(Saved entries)
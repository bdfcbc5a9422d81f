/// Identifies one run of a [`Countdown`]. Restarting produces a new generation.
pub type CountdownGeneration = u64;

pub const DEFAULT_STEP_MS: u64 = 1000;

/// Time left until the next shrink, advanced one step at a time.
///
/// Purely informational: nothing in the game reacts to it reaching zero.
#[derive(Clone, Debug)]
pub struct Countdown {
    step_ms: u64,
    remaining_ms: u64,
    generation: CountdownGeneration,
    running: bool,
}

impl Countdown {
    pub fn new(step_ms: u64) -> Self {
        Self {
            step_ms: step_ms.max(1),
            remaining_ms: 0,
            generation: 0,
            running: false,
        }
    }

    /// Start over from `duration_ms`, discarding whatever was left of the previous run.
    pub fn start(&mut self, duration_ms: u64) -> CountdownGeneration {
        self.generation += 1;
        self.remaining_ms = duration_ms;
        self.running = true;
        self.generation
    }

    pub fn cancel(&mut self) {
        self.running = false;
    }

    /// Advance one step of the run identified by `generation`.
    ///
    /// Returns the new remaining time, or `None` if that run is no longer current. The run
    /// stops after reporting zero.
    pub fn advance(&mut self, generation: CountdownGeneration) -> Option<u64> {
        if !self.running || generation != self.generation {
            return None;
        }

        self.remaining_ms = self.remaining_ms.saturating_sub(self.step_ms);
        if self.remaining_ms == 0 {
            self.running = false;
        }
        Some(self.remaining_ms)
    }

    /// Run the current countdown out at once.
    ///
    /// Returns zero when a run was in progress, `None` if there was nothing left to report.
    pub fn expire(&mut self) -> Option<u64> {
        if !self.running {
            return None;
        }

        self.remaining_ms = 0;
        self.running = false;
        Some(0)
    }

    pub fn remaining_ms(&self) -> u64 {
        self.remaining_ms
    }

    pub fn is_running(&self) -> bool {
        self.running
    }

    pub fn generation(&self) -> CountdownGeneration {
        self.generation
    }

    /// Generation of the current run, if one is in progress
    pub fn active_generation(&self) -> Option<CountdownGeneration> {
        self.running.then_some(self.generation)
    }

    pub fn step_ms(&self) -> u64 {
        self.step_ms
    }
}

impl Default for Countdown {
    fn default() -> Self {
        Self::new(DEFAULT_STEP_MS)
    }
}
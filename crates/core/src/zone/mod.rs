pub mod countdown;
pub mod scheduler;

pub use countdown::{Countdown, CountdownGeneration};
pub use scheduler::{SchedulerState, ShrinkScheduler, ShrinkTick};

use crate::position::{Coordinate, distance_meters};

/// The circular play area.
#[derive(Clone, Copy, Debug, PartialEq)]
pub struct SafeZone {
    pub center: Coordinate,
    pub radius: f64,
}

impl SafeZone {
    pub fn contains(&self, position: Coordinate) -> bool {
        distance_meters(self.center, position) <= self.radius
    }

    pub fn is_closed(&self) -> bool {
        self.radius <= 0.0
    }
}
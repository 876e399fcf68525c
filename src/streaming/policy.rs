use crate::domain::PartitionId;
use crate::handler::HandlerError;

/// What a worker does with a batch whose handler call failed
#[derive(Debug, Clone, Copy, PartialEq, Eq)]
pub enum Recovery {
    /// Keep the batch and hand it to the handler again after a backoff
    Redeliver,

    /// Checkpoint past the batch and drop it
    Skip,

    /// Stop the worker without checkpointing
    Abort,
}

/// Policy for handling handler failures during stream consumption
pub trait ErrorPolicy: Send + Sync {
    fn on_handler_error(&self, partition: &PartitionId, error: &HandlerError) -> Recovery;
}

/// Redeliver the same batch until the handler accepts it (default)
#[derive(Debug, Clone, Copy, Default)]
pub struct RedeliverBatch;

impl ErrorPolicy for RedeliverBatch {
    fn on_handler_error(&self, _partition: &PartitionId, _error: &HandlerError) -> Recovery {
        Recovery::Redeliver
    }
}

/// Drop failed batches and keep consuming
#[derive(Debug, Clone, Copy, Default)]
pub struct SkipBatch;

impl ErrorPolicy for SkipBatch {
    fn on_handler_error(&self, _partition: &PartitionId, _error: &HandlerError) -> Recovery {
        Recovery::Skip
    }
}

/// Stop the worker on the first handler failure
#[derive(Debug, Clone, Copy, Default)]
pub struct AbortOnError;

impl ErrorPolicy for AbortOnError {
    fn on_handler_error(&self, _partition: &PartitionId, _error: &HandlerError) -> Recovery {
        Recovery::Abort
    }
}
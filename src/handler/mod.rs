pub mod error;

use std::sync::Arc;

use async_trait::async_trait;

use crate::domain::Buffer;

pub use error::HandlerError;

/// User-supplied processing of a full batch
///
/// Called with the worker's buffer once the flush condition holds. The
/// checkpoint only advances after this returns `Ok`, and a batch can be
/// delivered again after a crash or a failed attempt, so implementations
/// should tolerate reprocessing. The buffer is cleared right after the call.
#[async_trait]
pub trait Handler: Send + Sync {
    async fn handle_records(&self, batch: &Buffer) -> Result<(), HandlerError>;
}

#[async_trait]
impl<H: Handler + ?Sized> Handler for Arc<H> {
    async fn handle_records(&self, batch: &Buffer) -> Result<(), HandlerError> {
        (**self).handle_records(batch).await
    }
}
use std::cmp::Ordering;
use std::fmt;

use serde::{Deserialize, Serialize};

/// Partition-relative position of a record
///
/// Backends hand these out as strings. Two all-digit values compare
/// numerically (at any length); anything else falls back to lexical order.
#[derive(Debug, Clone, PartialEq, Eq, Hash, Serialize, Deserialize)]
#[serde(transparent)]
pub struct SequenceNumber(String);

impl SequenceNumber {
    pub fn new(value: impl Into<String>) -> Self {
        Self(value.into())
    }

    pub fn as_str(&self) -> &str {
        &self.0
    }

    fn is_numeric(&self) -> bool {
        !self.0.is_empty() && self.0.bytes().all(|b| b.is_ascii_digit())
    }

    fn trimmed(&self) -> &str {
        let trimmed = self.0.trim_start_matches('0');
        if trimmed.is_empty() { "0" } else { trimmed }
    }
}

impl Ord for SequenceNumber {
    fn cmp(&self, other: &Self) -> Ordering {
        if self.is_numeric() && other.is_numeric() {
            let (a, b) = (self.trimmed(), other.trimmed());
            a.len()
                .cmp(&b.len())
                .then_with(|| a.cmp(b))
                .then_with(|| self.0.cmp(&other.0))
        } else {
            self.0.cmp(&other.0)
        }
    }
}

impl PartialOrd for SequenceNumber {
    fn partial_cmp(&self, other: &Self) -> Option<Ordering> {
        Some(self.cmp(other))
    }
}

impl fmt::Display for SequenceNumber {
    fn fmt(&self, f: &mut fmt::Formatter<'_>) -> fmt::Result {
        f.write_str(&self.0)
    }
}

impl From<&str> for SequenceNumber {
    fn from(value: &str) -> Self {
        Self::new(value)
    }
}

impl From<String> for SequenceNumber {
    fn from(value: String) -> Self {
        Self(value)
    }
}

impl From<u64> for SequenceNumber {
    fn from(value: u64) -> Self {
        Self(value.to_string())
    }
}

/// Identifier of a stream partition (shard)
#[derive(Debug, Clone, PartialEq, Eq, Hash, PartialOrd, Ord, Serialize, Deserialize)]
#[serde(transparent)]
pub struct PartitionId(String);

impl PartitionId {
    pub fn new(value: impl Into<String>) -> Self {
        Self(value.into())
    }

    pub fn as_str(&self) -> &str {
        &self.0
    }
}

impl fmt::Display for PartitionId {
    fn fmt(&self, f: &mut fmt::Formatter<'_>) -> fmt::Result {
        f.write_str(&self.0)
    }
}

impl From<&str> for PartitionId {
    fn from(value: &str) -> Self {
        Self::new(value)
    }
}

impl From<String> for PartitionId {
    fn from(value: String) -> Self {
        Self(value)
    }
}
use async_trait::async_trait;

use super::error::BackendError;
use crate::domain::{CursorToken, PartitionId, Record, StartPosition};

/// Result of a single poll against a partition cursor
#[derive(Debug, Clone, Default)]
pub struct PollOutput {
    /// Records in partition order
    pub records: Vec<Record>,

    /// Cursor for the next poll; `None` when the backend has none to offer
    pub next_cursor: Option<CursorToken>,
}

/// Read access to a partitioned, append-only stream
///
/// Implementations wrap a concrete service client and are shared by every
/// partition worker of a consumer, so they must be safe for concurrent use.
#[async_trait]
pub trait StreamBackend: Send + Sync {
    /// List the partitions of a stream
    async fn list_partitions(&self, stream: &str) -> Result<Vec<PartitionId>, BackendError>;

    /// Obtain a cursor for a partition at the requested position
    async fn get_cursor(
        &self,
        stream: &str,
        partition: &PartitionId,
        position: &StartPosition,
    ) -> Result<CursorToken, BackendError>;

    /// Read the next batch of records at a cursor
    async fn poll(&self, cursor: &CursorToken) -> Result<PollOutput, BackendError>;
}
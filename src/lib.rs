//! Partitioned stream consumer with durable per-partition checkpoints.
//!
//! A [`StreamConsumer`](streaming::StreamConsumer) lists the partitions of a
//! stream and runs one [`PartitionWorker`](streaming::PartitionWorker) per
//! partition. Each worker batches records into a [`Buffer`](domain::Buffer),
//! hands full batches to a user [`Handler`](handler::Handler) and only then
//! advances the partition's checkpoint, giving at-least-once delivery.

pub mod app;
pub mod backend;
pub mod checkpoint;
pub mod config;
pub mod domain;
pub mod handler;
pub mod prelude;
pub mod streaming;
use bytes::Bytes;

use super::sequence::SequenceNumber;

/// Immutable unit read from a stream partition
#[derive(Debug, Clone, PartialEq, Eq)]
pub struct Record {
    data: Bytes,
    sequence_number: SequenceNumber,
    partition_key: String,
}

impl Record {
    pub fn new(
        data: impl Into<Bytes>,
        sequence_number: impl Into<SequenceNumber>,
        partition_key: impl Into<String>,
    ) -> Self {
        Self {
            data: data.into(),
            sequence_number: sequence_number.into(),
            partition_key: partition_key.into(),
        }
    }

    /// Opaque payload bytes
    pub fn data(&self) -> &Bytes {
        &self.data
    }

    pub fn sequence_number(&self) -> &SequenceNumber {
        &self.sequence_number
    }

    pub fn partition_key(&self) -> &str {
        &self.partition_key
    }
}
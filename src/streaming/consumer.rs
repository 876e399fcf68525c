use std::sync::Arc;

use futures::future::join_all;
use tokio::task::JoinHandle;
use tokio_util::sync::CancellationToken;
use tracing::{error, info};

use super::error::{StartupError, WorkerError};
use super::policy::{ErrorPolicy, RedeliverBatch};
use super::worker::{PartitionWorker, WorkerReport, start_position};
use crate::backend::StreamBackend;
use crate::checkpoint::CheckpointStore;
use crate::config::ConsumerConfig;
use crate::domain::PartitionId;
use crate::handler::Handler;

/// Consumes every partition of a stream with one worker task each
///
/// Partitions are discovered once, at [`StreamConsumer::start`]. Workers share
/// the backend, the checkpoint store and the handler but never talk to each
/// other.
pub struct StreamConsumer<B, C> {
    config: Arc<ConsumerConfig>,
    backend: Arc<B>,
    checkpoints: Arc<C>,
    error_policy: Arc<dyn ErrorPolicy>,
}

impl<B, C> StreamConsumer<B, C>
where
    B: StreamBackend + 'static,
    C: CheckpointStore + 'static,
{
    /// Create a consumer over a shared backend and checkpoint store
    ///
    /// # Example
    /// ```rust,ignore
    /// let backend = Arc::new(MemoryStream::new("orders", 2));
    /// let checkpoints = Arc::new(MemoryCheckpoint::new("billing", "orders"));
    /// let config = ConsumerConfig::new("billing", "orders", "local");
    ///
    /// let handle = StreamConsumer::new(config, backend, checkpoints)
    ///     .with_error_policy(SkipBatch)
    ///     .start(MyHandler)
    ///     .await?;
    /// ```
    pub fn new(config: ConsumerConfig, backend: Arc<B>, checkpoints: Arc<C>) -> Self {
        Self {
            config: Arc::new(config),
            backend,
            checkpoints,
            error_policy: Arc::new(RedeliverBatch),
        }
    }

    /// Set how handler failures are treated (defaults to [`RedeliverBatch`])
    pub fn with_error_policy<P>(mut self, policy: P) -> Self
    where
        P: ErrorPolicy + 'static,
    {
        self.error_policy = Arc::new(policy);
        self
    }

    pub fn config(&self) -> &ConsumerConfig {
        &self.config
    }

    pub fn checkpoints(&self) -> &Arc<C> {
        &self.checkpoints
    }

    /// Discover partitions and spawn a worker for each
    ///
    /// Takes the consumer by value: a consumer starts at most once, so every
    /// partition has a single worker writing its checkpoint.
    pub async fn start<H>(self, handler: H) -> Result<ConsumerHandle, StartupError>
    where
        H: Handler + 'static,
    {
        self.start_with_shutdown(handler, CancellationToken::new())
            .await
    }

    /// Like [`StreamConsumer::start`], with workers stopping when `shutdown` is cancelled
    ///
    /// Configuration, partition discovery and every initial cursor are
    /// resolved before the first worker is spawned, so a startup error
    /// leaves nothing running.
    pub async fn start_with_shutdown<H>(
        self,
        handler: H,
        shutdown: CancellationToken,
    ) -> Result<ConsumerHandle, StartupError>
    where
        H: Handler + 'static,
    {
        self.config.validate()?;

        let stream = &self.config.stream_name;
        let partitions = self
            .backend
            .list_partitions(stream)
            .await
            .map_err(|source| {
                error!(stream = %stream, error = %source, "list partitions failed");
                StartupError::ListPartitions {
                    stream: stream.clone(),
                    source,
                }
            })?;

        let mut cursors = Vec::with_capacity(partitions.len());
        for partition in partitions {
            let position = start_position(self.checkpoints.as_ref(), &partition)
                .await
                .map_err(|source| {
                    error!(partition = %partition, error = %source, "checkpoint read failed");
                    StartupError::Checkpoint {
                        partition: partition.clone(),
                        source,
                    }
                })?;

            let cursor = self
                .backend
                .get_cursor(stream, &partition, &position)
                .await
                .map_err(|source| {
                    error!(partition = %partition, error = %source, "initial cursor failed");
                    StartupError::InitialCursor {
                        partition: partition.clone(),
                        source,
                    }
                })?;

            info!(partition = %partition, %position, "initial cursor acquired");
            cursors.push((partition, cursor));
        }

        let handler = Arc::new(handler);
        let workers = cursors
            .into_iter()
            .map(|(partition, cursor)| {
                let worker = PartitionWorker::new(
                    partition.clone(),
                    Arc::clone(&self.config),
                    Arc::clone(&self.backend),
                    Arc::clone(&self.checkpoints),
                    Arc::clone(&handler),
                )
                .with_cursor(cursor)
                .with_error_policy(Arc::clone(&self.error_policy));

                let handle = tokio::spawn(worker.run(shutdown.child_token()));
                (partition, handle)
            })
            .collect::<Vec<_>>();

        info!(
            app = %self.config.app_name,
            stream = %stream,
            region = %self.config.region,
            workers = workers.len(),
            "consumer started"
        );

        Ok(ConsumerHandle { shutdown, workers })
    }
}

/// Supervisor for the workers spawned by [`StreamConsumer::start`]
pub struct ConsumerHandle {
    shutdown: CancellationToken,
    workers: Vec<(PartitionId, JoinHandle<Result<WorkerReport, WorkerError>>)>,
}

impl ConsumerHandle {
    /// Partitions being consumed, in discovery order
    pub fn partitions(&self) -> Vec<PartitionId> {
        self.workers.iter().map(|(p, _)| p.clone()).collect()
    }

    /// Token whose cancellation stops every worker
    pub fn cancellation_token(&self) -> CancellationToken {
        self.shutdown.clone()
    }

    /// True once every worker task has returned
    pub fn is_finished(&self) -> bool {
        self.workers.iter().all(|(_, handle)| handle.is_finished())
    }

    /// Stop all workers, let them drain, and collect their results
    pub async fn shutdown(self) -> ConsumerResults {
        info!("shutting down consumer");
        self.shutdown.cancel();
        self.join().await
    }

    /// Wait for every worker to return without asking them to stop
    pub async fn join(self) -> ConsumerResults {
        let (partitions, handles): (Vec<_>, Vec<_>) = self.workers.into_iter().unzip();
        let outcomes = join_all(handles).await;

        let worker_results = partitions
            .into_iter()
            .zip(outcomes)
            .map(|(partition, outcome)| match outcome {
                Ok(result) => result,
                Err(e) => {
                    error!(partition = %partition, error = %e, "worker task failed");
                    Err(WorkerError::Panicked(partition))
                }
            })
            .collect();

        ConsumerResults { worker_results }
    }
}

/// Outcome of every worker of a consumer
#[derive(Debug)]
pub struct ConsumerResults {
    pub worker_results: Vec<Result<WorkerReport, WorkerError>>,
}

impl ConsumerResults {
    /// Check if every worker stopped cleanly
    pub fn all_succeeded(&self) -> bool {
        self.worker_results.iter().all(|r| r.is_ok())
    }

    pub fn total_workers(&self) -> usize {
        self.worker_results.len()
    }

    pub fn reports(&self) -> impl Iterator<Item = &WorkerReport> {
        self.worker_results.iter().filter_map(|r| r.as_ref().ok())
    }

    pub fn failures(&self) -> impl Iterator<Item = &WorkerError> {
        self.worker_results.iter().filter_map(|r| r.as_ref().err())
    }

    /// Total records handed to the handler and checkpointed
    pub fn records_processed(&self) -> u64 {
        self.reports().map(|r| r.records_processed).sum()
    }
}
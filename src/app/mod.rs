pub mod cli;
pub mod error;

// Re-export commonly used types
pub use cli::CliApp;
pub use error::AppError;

WHAT YOU NEED TO DO –
What is needed is every line from the data above that includes the string "shared", copied out.

RESULT OF THIS EXERCISE –
/// Implementations wrap a concrete service client and are shared by every
    /// Create a consumer over a shared backend and checkpoint store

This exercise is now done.